For Small Practices, The Quicker The Better
Are you thinking about buying someone’s solo practice? One important question to ask the seller: “Do you need to continue to work?” If the seller is financially dependent on working at the practice, it is a serious red flag. For most single-doctor practices, the seller should go as quickly as possible.
In Most Cases, Senior Doctors Are Given Too Much Credit
Historically, it has been ingrained into doctors’ minds that a long transition period is required when a new doctor takes over, in which the old doctor “introduces” the new doctor to the patients over a period of months or even years. I disagree, and that in most cases senior doctors are given too much credit for continued success of the business. The buyer has a vision for his new practice, and the seller often insists that new ideas can’t possibly succeed. Since the staff is loyal to the old doctor, this is rarely a desirable situation for the new doctor. Strong practices have systems in place that allow a new doctor to step in seamlessly.

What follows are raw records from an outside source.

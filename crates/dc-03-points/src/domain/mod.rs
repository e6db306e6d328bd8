//! Domain layer for the Points Award Engine.

pub mod entities;
pub mod errors;

pub use entities::*;
pub use errors::*;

That’s Why It Is A One Doctor Practice In The First Place
The biggest problem, though, is the financial reality that most one doctor practices don’t have enough cash flow to support two doctors. That’s why it is a one doctor practice in the first place! Let’s look at an example of a practice that grosses $800,000 with one full-time doctor, and an asking price of $480,000 (60% of gross). Let’s assume the practice nets 30%, the owner finances 100% of the purchase price, and pays himself a salary of $150,000 per year. As the example shows, a net profit of $240,00 allows the owner to pay himself and the bank, but there is nothing left to pay another OD.

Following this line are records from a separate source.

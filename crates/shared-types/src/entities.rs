//! # Core Domain Entities
//!
//! Identifiers and the read-only item model consumed by the engines.
//!
//! ## Clusters
//!
//! - **Identity**: `UserId`, `ItemId`
//! - **Listings**: `Item`, `ItemStatus` (owned by the external listing
//!   subsystem, read-only here)

use crate::errors::IdError;
use serde::{Deserialize, Serialize};
use std::fmt;

/// Milliseconds since the Unix epoch.
pub type Timestamp = u64;

/// Longest accepted identifier, in bytes.
pub const MAX_ID_LEN: usize = 128;

// =============================================================================
// IDENTIFIERS
// =============================================================================

/// Checks the shape shared by every opaque identifier and returns the
/// trimmed form.
fn validate_id(raw: &str) -> Result<&str, IdError> {
    let trimmed = raw.trim();
    if trimmed.is_empty() {
        return Err(IdError::Missing);
    }
    if trimmed.len() > MAX_ID_LEN {
        return Err(IdError::TooLong {
            len: trimmed.len(),
            max: MAX_ID_LEN,
        });
    }
    if trimmed.chars().any(|c| c.is_whitespace() || c.is_control()) {
        return Err(IdError::InvalidCharacter);
    }
    Ok(trimmed)
}

/// Identifier of a platform user (actor, reporter, item owner, follow target).
///
/// Deserialization goes through [`UserId::parse`], so seed files and stored
/// rows obey the same rules as request input.
#[derive(Debug, Clone, PartialEq, Eq, Hash, PartialOrd, Ord, Serialize, Deserialize)]
#[serde(try_from = "String", into = "String")]
pub struct UserId(String);

impl UserId {
    /// Parses and normalizes a raw user id.
    pub fn parse(raw: &str) -> Result<Self, IdError> {
        validate_id(raw).map(|id| Self(id.to_string()))
    }

    pub fn as_str(&self) -> &str {
        &self.0
    }
}

impl TryFrom<String> for UserId {
    type Error = IdError;

    fn try_from(raw: String) -> Result<Self, Self::Error> {
        Self::parse(&raw)
    }
}

impl From<UserId> for String {
    fn from(id: UserId) -> Self {
        id.0
    }
}

impl fmt::Display for UserId {
    fn fmt(&self, f: &mut fmt::Formatter<'_>) -> fmt::Result {
        f.write_str(&self.0)
    }
}

/// Identifier of a listed item.
///
/// Deserialization goes through [`ItemId::parse`], so seed files and stored
/// rows obey the same rules as request input.
#[derive(Debug, Clone, PartialEq, Eq, Hash, PartialOrd, Ord, Serialize, Deserialize)]
#[serde(try_from = "String", into = "String")]
pub struct ItemId(String);

impl ItemId {
    /// Parses and normalizes a raw item id.
    pub fn parse(raw: &str) -> Result<Self, IdError> {
        validate_id(raw).map(|id| Self(id.to_string()))
    }

    pub fn as_str(&self) -> &str {
        &self.0
    }
}

impl TryFrom<String> for ItemId {
    type Error = IdError;

    fn try_from(raw: String) -> Result<Self, Self::Error> {
        Self::parse(&raw)
    }
}

impl From<ItemId> for String {
    fn from(id: ItemId) -> Self {
        id.0
    }
}

impl fmt::Display for ItemId {
    fn fmt(&self, f: &mut fmt::Formatter<'_>) -> fmt::Result {
        f.write_str(&self.0)
    }
}

// =============================================================================
// LISTINGS
// =============================================================================

/// Lifecycle status of a listed item.
///
/// Statuses this core does not know about are kept verbatim in `Other` so a
/// listing subsystem can add states without breaking deserialization.
#[derive(Debug, Clone, PartialEq, Eq, Hash, Serialize, Deserialize)]
#[serde(from = "String", into = "String")]
pub enum ItemStatus {
    Available,
    Reserved,
    Given,
    Archived,
    Other(String),
}

impl ItemStatus {
    pub fn as_str(&self) -> &str {
        match self {
            Self::Available => "available",
            Self::Reserved => "reserved",
            Self::Given => "given",
            Self::Archived => "archived",
            Self::Other(status) => status,
        }
    }

    /// Whether the donation has been handed over.
    pub fn is_given(&self) -> bool {
        matches!(self, Self::Given)
    }
}

impl From<String> for ItemStatus {
    fn from(raw: String) -> Self {
        match raw.trim().to_ascii_lowercase().as_str() {
            "available" => Self::Available,
            "reserved" => Self::Reserved,
            "given" => Self::Given,
            "archived" => Self::Archived,
            _ => Self::Other(raw),
        }
    }
}

impl From<ItemStatus> for String {
    fn from(status: ItemStatus) -> Self {
        status.as_str().to_string()
    }
}

impl fmt::Display for ItemStatus {
    fn fmt(&self, f: &mut fmt::Formatter<'_>) -> fmt::Result {
        f.write_str(self.as_str())
    }
}

/// A listed item, as read from the listing subsystem.
#[derive(Debug, Clone, PartialEq, Eq, Serialize, Deserialize)]
#[serde(rename_all = "camelCase")]
pub struct Item {
    pub id: ItemId,
    pub owner_id: UserId,
    pub status: ItemStatus,
    /// NGO campaign the item was donated to, if any.
    #[serde(default)]
    pub campaign_id: Option<String>,
}

impl Item {
    pub fn new(id: ItemId, owner_id: UserId, status: ItemStatus) -> Self {
        Self {
            id,
            owner_id,
            status,
            campaign_id: None,
        }
    }

    pub fn with_campaign(mut self, campaign_id: impl Into<String>) -> Self {
        self.campaign_id = Some(campaign_id.into());
        self
    }

    pub fn is_owned_by(&self, user: &UserId) -> bool {
        &self.owner_id == user
    }
}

The Only Way To Afford To Pay Two Doctors Would Be
The only way to afford to pay two doctors would be to increase the net profit, either through higher gross and/or net profit percentage. I have found that adding another doctor rarely does either, and the practice usually doesn’t have the infrastructure to support another doctor anyway.
Stay No More Than Two Or Four Weeks
So my advice to you as a buyer? Have the doctor send out a letter to the active patients introducing you (at his expense), and stay no more than two or four weeks, or at the very least have an at-will employment agreement that allows you to release him at any time. If the seller doesn’t agree to this because he needs the income, you should walk away.